From TT heroics to garage fever dreams

a black car parked in front of a building
Photo by Evgeni Adutskevich on Unsplash

The modern myth starts with a blue sedan howling around the Isle of Man, not a custom bike on a stand. Subaru sent a Subaru WRX STI to chase the motorcycle-dominated TT course, with Higgins threading the car between stone walls and front doors on the Isle of Man. That factory-backed run, with Jun and Still buried in the fine print of development and logistics, turned a rally-bred four-door into a cult object for people who usually only cared about superbikes.

The spectacle was not just about lap times, it was about control at the edge. In one widely shared clip, rally driver Mark Higgins is seen calmly correcting a wild slide at roughly 150 mph, a moment that lives on in a thread where Apr user Talidel, tagged as Top 1% Commenter, jokes that There are people who watch the onboard and immediately want to go vroom themselves. That mix of terror and inspiration is exactly what pushed some fans to imagine the Subaru WRX STI engine not just in rally stages, but in anything with wheels, or maybe even without them.

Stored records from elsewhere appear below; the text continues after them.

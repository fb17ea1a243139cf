use std::path::Path;

use ledger_core::LedgerError;

/// Durable state database backed by sled (pure-Rust, no C dependencies).
///
/// Named trees:
///   balances              — BalanceId bytes                    → bincode(Balance)
///   balances_by_acct_key  — AccountId || 0x00 || key utf8       → BalanceId bytes   (secondary index)
///   balances_by_ledger    — LedgerId || createdAt be || BalanceId → []             (sorted index)
///   balances_by_alias     — alias utf8 || 0x00 || key utf8      → BalanceId bytes   (secondary index)
///   transactions          — TransactionId bytes                 → bincode(Transaction)
///   transactions_by_ledger— LedgerId || createdAt be || TxId     → []               (sorted index)
///   operations            — OperationId bytes                   → bincode(Operation)
///   operations_by_tx      — TransactionId || OperationId         → []
///   routes                — RouteId bytes                       → bincode(RouteRecord)
///   routes_by_ledger      — LedgerId || RouteId                  → []
///   idempotency           — OrgId || LedgerId || key utf8        → bincode(IdempotencySlot)
pub struct StoreDb {
    _db: sled::Db,
    pub(crate) balances: sled::Tree,
    pub(crate) balances_by_acct_key: sled::Tree,
    pub(crate) balances_by_ledger: sled::Tree,
    pub(crate) balances_by_alias: sled::Tree,
    pub(crate) transactions: sled::Tree,
    pub(crate) transactions_by_ledger: sled::Tree,
    pub(crate) operations: sled::Tree,
    pub(crate) operations_by_tx: sled::Tree,
    pub(crate) routes: sled::Tree,
    pub(crate) routes_by_ledger: sled::Tree,
    pub(crate) idempotency: sled::Tree,
}

fn storage_err(e: impl ToString) -> LedgerError {
    LedgerError::StoreUnavailable(e.to_string())
}

impl StoreDb {
    pub fn open<P: AsRef<Path>>(path: P) -> Result<Self, LedgerError> {
        let db = sled::open(path).map_err(storage_err)?;
        Ok(Self {
            balances: db.open_tree("balances").map_err(storage_err)?,
            balances_by_acct_key: db.open_tree("balances_by_acct_key").map_err(storage_err)?,
            balances_by_ledger: db.open_tree("balances_by_ledger").map_err(storage_err)?,
            balances_by_alias: db.open_tree("balances_by_alias").map_err(storage_err)?,
            transactions: db.open_tree("transactions").map_err(storage_err)?,
            transactions_by_ledger: db.open_tree("transactions_by_ledger").map_err(storage_err)?,
            operations: db.open_tree("operations").map_err(storage_err)?,
            operations_by_tx: db.open_tree("operations_by_tx").map_err(storage_err)?,
            routes: db.open_tree("routes").map_err(storage_err)?,
            routes_by_ledger: db.open_tree("routes_by_ledger").map_err(storage_err)?,
            idempotency: db.open_tree("idempotency").map_err(storage_err)?,
            _db: db,
        })
    }

    /// Open a temporary, throwaway database. Used by tests across the
    /// workspace that need a real sled backend without a fixture path.
    pub fn open_temp() -> Result<Self, LedgerError> {
        let cfg = sled::Config::new().temporary(true);
        let db = cfg.open().map_err(storage_err)?;
        Ok(Self {
            balances: db.open_tree("balances").map_err(storage_err)?,
            balances_by_acct_key: db.open_tree("balances_by_acct_key").map_err(storage_err)?,
            balances_by_ledger: db.open_tree("balances_by_ledger").map_err(storage_err)?,
            balances_by_alias: db.open_tree("balances_by_alias").map_err(storage_err)?,
            transactions: db.open_tree("transactions").map_err(storage_err)?,
            transactions_by_ledger: db.open_tree("transactions_by_ledger").map_err(storage_err)?,
            operations: db.open_tree("operations").map_err(storage_err)?,
            operations_by_tx: db.open_tree("operations_by_tx").map_err(storage_err)?,
            routes: db.open_tree("routes").map_err(storage_err)?,
            routes_by_ledger: db.open_tree("routes_by_ledger").map_err(storage_err)?,
            idempotency: db.open_tree("idempotency").map_err(storage_err)?,
            _db: db,
        })
    }

    pub fn flush(&self) -> Result<(), LedgerError> {
        self._db.flush().map_err(storage_err)?;
        Ok(())
    }
}

/// `created_at` encoded big-endian so lexicographic byte order == time order.
pub(crate) fn sortable_timestamp(ts: ledger_core::Timestamp) -> [u8; 8] {
    ts.timestamp_micros().to_be_bytes()
}

pub(crate) fn acct_key_index_key(account_id: &ledger_core::AccountId, key: &ledger_core::BalanceKey) -> Vec<u8> {
    let mut v = account_id.as_uuid().as_bytes().to_vec();
    v.push(0u8);
    v.extend_from_slice(key.0.as_bytes());
    v
}

pub(crate) fn alias_index_key(alias: &ledger_core::Alias, key: &ledger_core::BalanceKey) -> Vec<u8> {
    let mut v = alias.0.as_bytes().to_vec();
    v.push(0u8);
    v.extend_from_slice(key.0.as_bytes());
    v
}

pub(crate) fn ledger_sorted_key(ledger_id: &ledger_core::LedgerId, created_at: ledger_core::Timestamp, id: &uuid::Uuid) -> Vec<u8> {
    let mut v = ledger_id.as_uuid().as_bytes().to_vec();
    v.extend_from_slice(&sortable_timestamp(created_at));
    v.extend_from_slice(id.as_bytes());
    v
}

The WRX engine that tried to be a bike

One of the wildest expressions of that obsession is the Madboxer, a custom build that stuffs a full Subaru WRX car engine into a motorcycle chassis. The builder did what Subaru never did, lifting the flat-four out of a sedan and hanging it between two wheels, then discovering that the sheer bulk of the boxer turned the project into something closer to a sculpted pod than a lithe bike. From some angles it looks like a minimalist dragster, from others it resembles a compact hull perched on tires, the sort of thing you half expect to float away if the road floods.

Design-focused coverage leans into that surreal profile, describing how the Madboxer, sometimes styled as the ‘mad boxer’, takes a Subaru WRX engine and pairs it with a Kawasaki fuel tank inside a bespoke shell. The result is one of the most outrageous custom motorcycles on record, a machine that visually blurs the line between bike, land-speed record car and, with its broad, flat bodywork, a tiny powerboat that never quite made it to the water. It is the logical endpoint of the motorcycle-only stunt teased in the headline, a fan-built answer to Subaru’s own refusal to stray from four wheels.

How Subaru’s TT weapon fed the “boat” joke

To understand why anyone would go to such lengths for a car engine, it helps to look back at how hard Subaru leaned into the Isle of Man. In one official onboard, recorded in Jun, the Isle of Man run is narrated in real time as the driver talks through the risk of having a massive accident, then getting back on power as soon as the car settles. Another factory video, also framed around Jun, walks through the STI used for the challenge, introducing the all-new 2015 WX STI and stressing that the Isle of Man is a bit of a special STI, built to soak up bumps that would terrify most road cars.

Subaru and the AC authority on the island did not treat it as a casual joyride. The company detailed how the speed limiter was removed from the car and how Subaru and the carried out a comprehensive risk assessment before letting the sedan loose on public roads. Later coverage of the record effort highlighted that Three-time British Rally Champion averaged 116.4 mph in a Subaru WRX STI Just Broke The Isle Of Man TT Record For Cars, a figure that put the four-door in the same whispered conversations as full race machinery that once crossed the Pond in a Rover SD1.